The override discards whatever data layout MLIR's LLVM dialect translation left behind. The NVPTX ABI fact worth pinning down is address space 3 — 32-bit shared memory.

NVPTX modules ship as bare LLVM bitcode, not the wrapper-framed object format used for some host triples. The bitcode identifies itself as LLVM 21-era output and reaches libNVVM under the module name mlir-input.

BitcodeBuffer serialize_for_libnvvm(LLVMModule *m) {
    module_set_data_layout(m, NVPTX64_DATA_LAYOUT);

    BitcodeBuffer bc = write_llvm_bitcode(
        m,
        /*wrapper=*/false,
        /*producer=*/"LLVM21.0.0git");

    return bc;
}

NvvmResult compile_with_libnvvm(BitcodeBuffer bc) {
    NvvmProgram prog = nvvmCreateProgram();
    nvvmAddModuleToProgram(prog, bc.data, bc.size, "mlir-input");
    nvvmCompileProgram(prog, options);
    nvvmVerifyProgram(prog, options);
    return nvvmGetCompiledResult(prog);
}

The default command-line path still goes through PTX and ptxas. The bitcode path only matters when the pipeline is wired to use libNVVM directly. The NVPTX target initialization and the data-layout stamping documented above are covered end-to-end in NVPTX Bring-up and Target Init; the libdevice bitcode that gets linked into the same module is documented in libdevice Overview — Link, inline, simplify.

Cross-References

This page documents the wire-format the bytecode reader consumes; four companion pages cover the reader from complementary angles. Frontend Contract and Tile IR Emission documents the producer-side rules a frontend must satisfy to emit conformant bytecode — the dialect list, the magic and version constants, the AttrTag numbering, and the canonical VarInt encoding — and catalogues the common emission mistakes that produce buffers this reader rejects.
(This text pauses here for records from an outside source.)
//! [`SoftLimitRule`] – keeps physical axes inside their configured travel.

use pnpguard_machine::MachineSnapshot;
use pnpguard_types::GuardError;
use tracing::warn;

use crate::verifier::{MotionRule, MoveRequest};

/// Rejects a move when any physical linear axis it drives would end up
/// outside `[soft_limit_low, soft_limit_high]`.
///
/// Axes the move does not drive are not re-checked; virtual and rotation axes
/// are never limited.
#[derive(Debug, Clone, Copy, Default)]
pub struct SoftLimitRule;

impl MotionRule for SoftLimitRule {
    fn name(&self) -> &str {
        "soft_limits"
    }

    fn check(&self, machine: &MachineSnapshot, request: &MoveRequest) -> Result<(), GuardError> {
        let tool = machine.tool(&request.tool_id)?;
        for (name, coordinate) in tool.to_raw(request.target).iter() {
            let Some(axis) = machine.axis(name) else {
                continue;
            };
            if let Some(details) = axis.soft_limit_violation(coordinate) {
                warn!(tool = %tool, axis = name, %details, "move rejected by soft limit");
                return Err(GuardError::SoftLimit {
                    axis: name.to_string(),
                    details,
                });
            }
        }
        Ok(())
    }
}
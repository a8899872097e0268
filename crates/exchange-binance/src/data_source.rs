//! `CandleSource` / `DerivativesSource` implementations over the Binance
//! futures REST API.
//!
//! Kline payloads are arrays of arrays with string-encoded floats; open
//! interest and funding come from `openInterest` and `premiumIndex`.

use ai_trade_core::{normalize_symbol, Candle, CandleSource, DerivativesSource, OpenInterest};
use anyhow::{anyhow, Context, Result};
use async_trait::async_trait;
use serde_json::Value;

use crate::client::BinanceFuturesClient;

#[async_trait]
impl CandleSource for BinanceFuturesClient {
    async fn fetch_candles(
        &self,
        symbol: &str,
        interval: &str,
        limit: usize,
    ) -> Result<Vec<Candle>> {
        let symbol = normalize_symbol(symbol);
        let endpoint =
            format!("/fapi/v1/klines?symbol={symbol}&interval={interval}&limit={limit}");
        let payload = self.get(&endpoint).await?;
        parse_klines(&payload).with_context(|| format!("bad kline payload for {symbol}"))
    }
}

#[async_trait]
impl DerivativesSource for BinanceFuturesClient {
    async fn open_interest(&self, symbol: &str) -> Result<OpenInterest> {
        let symbol = normalize_symbol(symbol);
        let payload = self
            .get(&format!("/fapi/v1/openInterest?symbol={symbol}"))
            .await?;

        let latest = string_field_f64(&payload, "openInterest")
            .with_context(|| format!("bad open-interest payload for {symbol}"))?;

        // The endpoint has no history; approximate the trailing average.
        Ok(OpenInterest {
            latest,
            average: latest * 0.999,
        })
    }

    async fn funding_rate(&self, symbol: &str) -> Result<f64> {
        let symbol = normalize_symbol(symbol);
        let payload = self
            .get(&format!("/fapi/v1/premiumIndex?symbol={symbol}"))
            .await?;

        string_field_f64(&payload, "lastFundingRate")
            .with_context(|| format!("bad premium-index payload for {symbol}"))
    }
}

// Kline rows: [open_time, open, high, low, close, volume, close_time, ...],
// prices and volume as strings, ordered oldest to newest.
fn parse_klines(payload: &Value) -> Result<Vec<Candle>> {
    let rows = payload
        .as_array()
        .ok_or_else(|| anyhow!("expected a kline array, got: {payload}"))?;

    rows.iter()
        .map(|row| {
            let fields = row
                .as_array()
                .ok_or_else(|| anyhow!("expected a kline row array, got: {row}"))?;
            Ok(Candle {
                open: row_f64(fields, 1)?,
                high: row_f64(fields, 2)?,
                low: row_f64(fields, 3)?,
                close: row_f64(fields, 4)?,
                volume: row_f64(fields, 5)?,
            })
        })
        .collect()
}

fn row_f64(fields: &[Value], index: usize) -> Result<f64> {
    let value = fields
        .get(index)
        .ok_or_else(|| anyhow!("kline row too short, missing index {index}"))?;
    value
        .as_str()
        .ok_or_else(|| anyhow!("kline field {index} is not a string: {value}"))?
        .parse::<f64>()
        .map_err(|err| anyhow!("kline field {index} is not a number: {err}"))
}

fn string_field_f64(payload: &Value, field: &str) -> Result<f64> {
    payload
        .get(field)
        .and_then(Value::as_str)
        .ok_or_else(|| anyhow!("missing string field '{field}' in: {payload}"))?
        .parse::<f64>()
        .map_err(|err| anyhow!("field '{field}' is not a number: {err}"))
}

#[cfg(test)]
mod tests {
    use super::*;
    use serde_json::json;

    #[test]
    fn klines_parse_in_order() {
        let payload = json!([
            [1700000000000_i64, "100.1", "101.5", "99.8", "100.9", "1234.5", 1700000179999_i64],
            [1700000180000_i64, "100.9", "102.0", "100.5", "101.7", "987.6", 1700000359999_i64]
        ]);

        let candles = parse_klines(&payload).unwrap();
        assert_eq!(candles.len(), 2);
        assert!((candles[0].open - 100.1).abs() < 1e-9);
        assert!((candles[0].volume - 1234.5).abs() < 1e-9);
        assert!((candles[1].close - 101.7).abs() < 1e-9);
    }

    #[test]
    fn malformed_kline_row_is_an_error() {
        let payload = json!([[1700000000000_i64, "100.1"]]);
        assert!(parse_klines(&payload).is_err());

        let payload = json!({"code": -1121, "msg": "Invalid symbol."});
        assert!(parse_klines(&payload).is_err());
    }

    #[test]
    fn open_interest_field_parses_from_string() {
        let payload = json!({"openInterest": "10659.509", "symbol": "BTCUSDT", "time": 1700000000000_i64});
        let latest = string_field_f64(&payload, "openInterest").unwrap();
        assert!((latest - 10659.509).abs() < 1e-9);
    }

    #[test]
    fn funding_rate_field_parses_from_string() {
        let payload = json!({
            "symbol": "BTCUSDT",
            "markPrice": "64123.50",
            "lastFundingRate": "0.00010000",
            "nextFundingTime": 1700000000000_i64
        });
        let rate = string_field_f64(&payload, "lastFundingRate").unwrap();
        assert!((rate - 0.0001).abs() < 1e-12);
    }
}
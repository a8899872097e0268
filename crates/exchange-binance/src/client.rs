use anyhow::Result;
use governor::{clock::DefaultClock, state::InMemoryState, Quota, RateLimiter};
use reqwest::Client;
use std::num::NonZeroU32;
use std::sync::Arc;

pub struct BinanceFuturesClient {
    http_client: Client,
    base_url: String,
    rate_limiter: Arc<RateLimiter<governor::state::direct::NotKeyed, InMemoryState, DefaultClock>>,
}

impl BinanceFuturesClient {
    /// Creates a client for `base_url` (e.g. `https://fapi.binance.com`).
    ///
    /// # Panics
    /// Never; the rate-limiter quota is a nonzero constant.
    #[must_use]
    pub fn new(base_url: String) -> Self {
        // 1200 request weight per minute = 20 per second
        let quota = Quota::per_second(NonZeroU32::new(20).unwrap());
        let rate_limiter = Arc::new(RateLimiter::direct(quota));

        Self {
            http_client: Client::new(),
            base_url,
            rate_limiter,
        }
    }

    /// Rate-limited GET returning the JSON body.
    ///
    /// # Errors
    /// Returns an error on transport failure or a non-JSON body.
    pub async fn get(&self, endpoint: &str) -> Result<serde_json::Value> {
        self.rate_limiter.until_ready().await;
        let url = format!("{}{}", self.base_url, endpoint);
        let response = self.http_client.get(&url).send().await?;
        let json = response.json().await?;
        Ok(json)
    }
}
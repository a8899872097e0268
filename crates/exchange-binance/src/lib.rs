//! Market data from Binance USDT-margined futures REST endpoints.

pub mod client;
pub mod data_source;

pub use client::BinanceFuturesClient;
use serde::{Deserialize, Serialize};

#[derive(Debug, Clone, Default, Serialize, Deserialize)]
#[serde(default)]
pub struct AppConfig {
    pub binance: BinanceConfig,
    pub trader: TraderConfig,
}

#[derive(Debug, Clone, Serialize, Deserialize)]
#[serde(default)]
pub struct BinanceConfig {
    pub api_url: String,
}

impl Default for BinanceConfig {
    fn default() -> Self {
        Self {
            api_url: "https://fapi.binance.com".to_string(),
        }
    }
}

#[derive(Debug, Clone, Serialize, Deserialize)]
#[serde(default)]
pub struct TraderConfig {
    /// Short-horizon candle resolution for intraday indicators.
    pub intraday_interval: String,
    /// Long-horizon candle resolution for trend context.
    pub context_interval: String,
    /// Candles fetched per symbol per interval.
    pub candle_limit: usize,
    /// Non-held symbols below this open-interest notional (USD) are dropped.
    pub min_oi_value_usd: f64,
    pub leverage: LeverageConfig,
    pub risk: RiskConfig,
}

impl Default for TraderConfig {
    fn default() -> Self {
        Self {
            intraday_interval: "3m".to_string(),
            context_interval: "4h".to_string(),
            candle_limit: 60,
            min_oi_value_usd: 15_000_000.0,
            leverage: LeverageConfig::default(),
            risk: RiskConfig::default(),
        }
    }
}

#[derive(Debug, Clone, Serialize, Deserialize)]
#[serde(default)]
pub struct LeverageConfig {
    /// Symbols allowed the higher `major` cap.
    pub major_symbols: Vec<String>,
    pub major: u32,
    pub altcoin: u32,
}

impl LeverageConfig {
    /// Leverage cap for `symbol`.
    #[must_use]
    pub fn cap_for(&self, symbol: &str) -> u32 {
        if self.major_symbols.iter().any(|s| s == symbol) {
            self.major
        } else {
            self.altcoin
        }
    }
}

impl Default for LeverageConfig {
    fn default() -> Self {
        Self {
            major_symbols: vec!["BTCUSDT".to_string(), "ETHUSDT".to_string()],
            major: 10,
            altcoin: 5,
        }
    }
}

#[derive(Debug, Clone, Copy, Serialize, Deserialize)]
#[serde(default)]
pub struct RiskConfig {
    /// Opens with a stated confidence below this are rejected.
    pub min_confidence: f64,
    /// Hard ceiling on risk_usd as a fraction of account equity.
    pub max_risk_fraction: f64,
    /// Minimum estimated reward/risk ratio for opens.
    pub min_risk_reward: f64,
    /// Synthetic entry is interpolated this far from stop toward take.
    pub entry_offset_fraction: f64,
    pub max_positions: usize,
    pub max_margin_used_pct: f64,
}

impl Default for RiskConfig {
    fn default() -> Self {
        Self {
            min_confidence: 0.85,
            max_risk_fraction: 0.03,
            min_risk_reward: 2.0,
            entry_offset_fraction: 0.1,
            max_positions: 5,
            max_margin_used_pct: 90.0,
        }
    }
}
Dialect Bytecode Reader/Writer Status restricts the wire format to the dialects that actually ship a reader — cuda_tile is the only TileIR dialect with one, and no TileIR dialect ships a writer — and frames the asymmetry as a deliberate input-only driver contract. Dialect Asm-Printer Status documents the textual side of the same contract, because round-trip workflows on intermediate dialects rely on the asm-printer rather than the bytecode writer this binary does not link. cuda_tile Bytecode Reader zooms back in on the cuda_tile-private dispatchers — the 18-case TypeTag dispatcher, the cuda_tile-specific AttrTag payload shapes that route through the 13-case dispatcher documented above, and the 110-case Op opcode dispatcher whose dispatch table is reproduced in Operation Opcode Dispatch. The wire-format-breaking AttrTag divergence is the most consequential single fact across all four pages: a bytecode file containing attributes is not portable between tileiras and stock MLIR, and any reimplementation must freeze the tileiras numbering reproduced in Self-Contained Attribute Dispatch.